I Would Softly Tell My Love (January 2002)

Friday.

Nazim, I'm in mourning and I want to share it with you, as you shared so many hopes and so many mournings with us.


The telegram came at night,


only three syllables:


‘He is dead.'1

I'm mourning my friend Juan Muñoz, a wonderful artist, who makes sculptures and installations and who died yesterday on a beach in Spain, aged forty-eight.

I want to ask you about something which puzzles me. After a natural death, as distinct from victimization, killing or dying from hunger, there is first the shock, unless the person has been ailing for a long while, then there is the monstrous sense of loss, particularly when the person is young –


The day is breaking


but my room


is composed of a long night.2

— and there follows the pain, which says of itself that it will never end. Yet with this pain there comes, surreptitiously, something else which approaches a joke but is not one. (Juan was a good joker.) Something which hallucinates, a little similar to the gesture of a conjuror's handkerchief after a trick, a kind of lightness, totally opposed to what one is feeling. You recognize what I mean? Is this lightness a frivolity or a new instruction?

Five minutes after my asking you this, I received a fax from my son Yves, with some lines he had just written for Juan:


You always appeared


with a laugh


and a new trick.


You always disappeared


leaving your hands


on our table.


You disappeared


leaving your cards


in our hands.


You will re-appear


with a new laugh


which will be a trick.

Saturday.

I'm not sure whether I ever saw Nazim Hikmet. I would swear to it that I did, but I can't find the circumstantial evidence. I believe it was in London in 1954. Four years after he had been released from prison, nine years before his death. He was speaking at a political meeting held in Red Lion Square. He said a few words and then he read some poems. Some in English, others in Turkish. His voice was strong, calm, highly personal and very musical. But it did not seem to come from his throat — or not from his throat at that moment. It was as though he had a radio in his breast, which he switched on and off with one of his large, slightly trembling hands. I'm describing it badly because his presence and sincerity were very obvious. In one of his long poems he describes six people in Turkey listening in the early 1940s to a symphony by Shostakovich on the radio. Three of the six people are (like him) in prison. The broadcast is live; the symphony is being played at that same moment in Moscow, several thousand kilometres away. Hearing him read his poems in Red Lion Square, I had the impression that the words he was saying were also coming from the other side of the world. Not because they were difficult to understand (they were not), nor because they were blurred or weary (they were full of the capacity of endurance), but because they were being said to somehow triumph over distances and to transcend endless separations. The here of all his poems is elsewhere.


In Prague a cart –


a one-horse wagon


passes the Old Jewish Cemetery.


The cart is full of longing for another city,


I am the driver.3

Even when he was sitting on the platform before he got up to speak, you could see he was an unusually large and tall man. It was not for nothing that he was nicknamed ‘The tree with blue eyes'. When he did stand up, you had the impression he was also very light, so light that he risked to become airborne.

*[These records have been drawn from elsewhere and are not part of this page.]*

use approx::assert_relative_eq;
use vesting_sim::agent::{BehaviorParams, HolderAgent, StakingView};
use vesting_sim::economy::TokenEconomy;
use vesting_sim::vesting::VestingSchedule;

fn behavior(base_sell_pressure: f64) -> BehaviorParams {
    BehaviorParams {
        risk_tolerance: 0.5,
        hold_time_months: 6.0,
        base_sell_pressure,
        staking_propensity: 0.0,
        price_sensitivity: 0.0,
        cliff_shock: 1.0,
    }
}

fn full_tge_agent(id: u64, allocation: f64, base_sell: f64) -> HolderAgent {
    let schedule = VestingSchedule::new(allocation, 100.0, 0, 0).unwrap();
    HolderAgent::new(id, 0, schedule, 1.0, behavior(base_sell))
}

// ─── Test 1: identical seeds give identical actions ─────────────────────

#[test]
fn test_decision_determinism_under_seed() {
    let economy = TokenEconomy::new(1.0, 1_000_000.0, 0.0);
    let snapshot = economy.snapshot();
    let staking = StakingView::disabled();

    let mut a = full_tge_agent(7, 1200.0, 0.3);
    let mut b = full_tge_agent(7, 1200.0, 0.3);

    let action_a = a.decide(&snapshot, 0, &staking, 42);
    let action_b = b.decide(&snapshot, 0, &staking, 42);
    assert_relative_eq!(action_a.sold, action_b.sold);
    assert_relative_eq!(action_a.held, action_b.held);

    // A different global seed shifts the jitter draw.
    let mut c = full_tge_agent(7, 1200.0, 0.3);
    let action_c = c.decide(&snapshot, 0, &staking, 43);
    assert!((action_a.sold - action_c.sold).abs() > 1e-9);
}

// ─── Test 2: sold never exceeds holdings, holdings carry over ───────────

#[test]
fn test_holdings_accounting() {
    let economy = TokenEconomy::new(1.0, 1_000_000.0, 0.0);
    let snapshot = economy.snapshot();
    let staking = StakingView::disabled();

    let mut agent = full_tge_agent(1, 1200.0, 0.5);
    let action = agent.decide(&snapshot, 0, &staking, 42);

    assert_relative_eq!(action.unlocked, 1200.0);
    assert!(action.sold <= 1200.0);
    assert!(action.sold > 0.0);
    assert_relative_eq!(action.sold + action.staked + action.held, 1200.0);
    assert_relative_eq!(agent.holdings(), action.held);

    // Next month: nothing unlocks, the held remainder is re-disposed.
    let carried = action.held;
    let action = agent.decide(&snapshot, 1, &staking, 42);
    assert_relative_eq!(action.unlocked, 0.0);
    assert!(action.sold <= carried);
    assert_relative_eq!(action.sold + action.held, carried, epsilon = 1e-9);
}

// ─── Test 3: cliff shock amplifies the first post-cliff month ───────────

#[test]
fn test_cliff_shock_amplification() {
    let economy = TokenEconomy::new(1.0, 1_000_000.0, 0.0);
    let snapshot = economy.snapshot();
    let staking = StakingView::disabled();

    let schedule = VestingSchedule::new(1200.0, 0.0, 6, 12).unwrap();
    let mut params = behavior(0.1);
    params.cliff_shock = 2.0;
    let mut agent = HolderAgent::new(1, 0, schedule, 1.0, params);

    // Month 7 is the first post-cliff unlock: 90 tokens, shocked pressure
    // 0.2 before jitter.
    let action = agent.decide(&snapshot, 7, &staking, 42);
    let fraction = action.sold / 90.0;
    assert!(fraction >= 0.2 * 0.85 && fraction <= 0.2 * 1.15, "fraction {fraction}");
}

// ─── Test 4: non-finite intermediates fall back to baseline ─────────────

#[test]
fn test_nan_fallback_to_baseline() {
    let mut economy = TokenEconomy::new(1.0, 1_000_000.0, 0.0);
    economy.commit_month(1.0);
    let mut snapshot = economy.snapshot();
    // Degenerate price blows up the take-profit term.
    snapshot.price = f64::INFINITY;

    let mut params = behavior(0.1);
    params.price_sensitivity = 1.0;
    let schedule = VestingSchedule::new(1200.0, 100.0, 0, 0).unwrap();
    let mut agent = HolderAgent::new(1, 0, schedule, 1.0, params);

    let action = agent.decide(&snapshot, 0, &staking_disabled(), 42);
    // Fallback sells exactly the baseline fraction, no shock, no jitter.
    assert_relative_eq!(action.sold, 1200.0 * 0.1, epsilon = 1e-9);
}

fn staking_disabled() -> StakingView {
    StakingView::disabled()
}

// ─── Test 5: staking draw moves the remainder into the pool ─────────────

#[test]
fn test_staking_allocation() {
    let economy = TokenEconomy::new(1.0, 1_000_000.0, 0.0);
    let snapshot = economy.snapshot();
    let staking = StakingView {
        enabled: true,
        pool_full: false,
        apy_scale: 1.0,
    };

    let schedule = VestingSchedule::new(1200.0, 100.0, 0, 0).unwrap();
    let mut params = behavior(0.25);
    params.staking_propensity = 1.0;
    let mut agent = HolderAgent::new(1, 0, schedule, 1.0, params);

    let action = agent.decide(&snapshot, 0, &staking, 42);
    assert!(action.staked > 0.0);
    assert_relative_eq!(action.staked, 1200.0 - action.sold, epsilon = 1e-9);
    assert_relative_eq!(action.held, 0.0, epsilon = 1e-9);

    // A full pool suppresses staking regardless of propensity.
    let mut agent = HolderAgent::new(
        2,
        0,
        VestingSchedule::new(1200.0, 100.0, 0, 0).unwrap(),
        1.0,
        {
            let mut p = behavior(0.25);
            p.staking_propensity = 1.0;
            p
        },
    );
    let full = StakingView {
        enabled: true,
        pool_full: true,
        apy_scale: 0.5,
    };
    let action = agent.decide(&snapshot, 0, &full, 42);
    assert_relative_eq!(action.staked, 0.0);
}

Perhaps I never did see him, for it would seem unlikely that, at a meeting organized in London by the international Peace movement, Hikmet would have been tethered to the platform by several guy-ropes so that he should remain earthbound. Yet that is my clear memory. His words after he pronounced them rose into the sky — it was a meeting outdoors — and his body made as if to follow the words he had written, as they drifted higher and higher above the Square and above the sparks of the one-time trams which had been suppressed three or four years before along Theobald's Road.


You're a mountain village


in Anatolia,


you're my city,


most beautiful and most unhappy.


You're a cry for help — I mean, you're my country;


the footsteps running towards you are mine.4

Monday morning.

Nearly all the contemporary poets who have counted most for me during my long life I have read in translation, seldom in their original language. I think it would have been impossible for anyone to say this before the twentieth century. Arguments about poetry being or not being translatable went on for centuries — but they were chamber arguments — like chamber music. During the twentieth century most of the chambers were reduced to rubble. New means of communication, global politics, imperialisms, world markets, etc., threw millions of people together and took millions of people apart in an indiscriminate and quite unprecedented way. And as a result the expectations of poetry changed; more and more the best poetry counted on readers who were further and further away.


Our poems


like milestones


must line the road.5

During the twentieth century, many naked lines of poetry were strung between different continents, between forsaken villages and distant capitals. You all know it, all of you; Hikmet, Brecht, Vallejo, Atilla Jósef, Adonis, Juan Gelman …

Monday afternoon.

When I first read some poems by Nazim Hikmet I was in my late teens. They were published in an obscure international literary review in London, which was published under the aegis of the British Communist Party. I was a regular reader. The Party line on poetry was crap, but the poems and stories published were often inspiring.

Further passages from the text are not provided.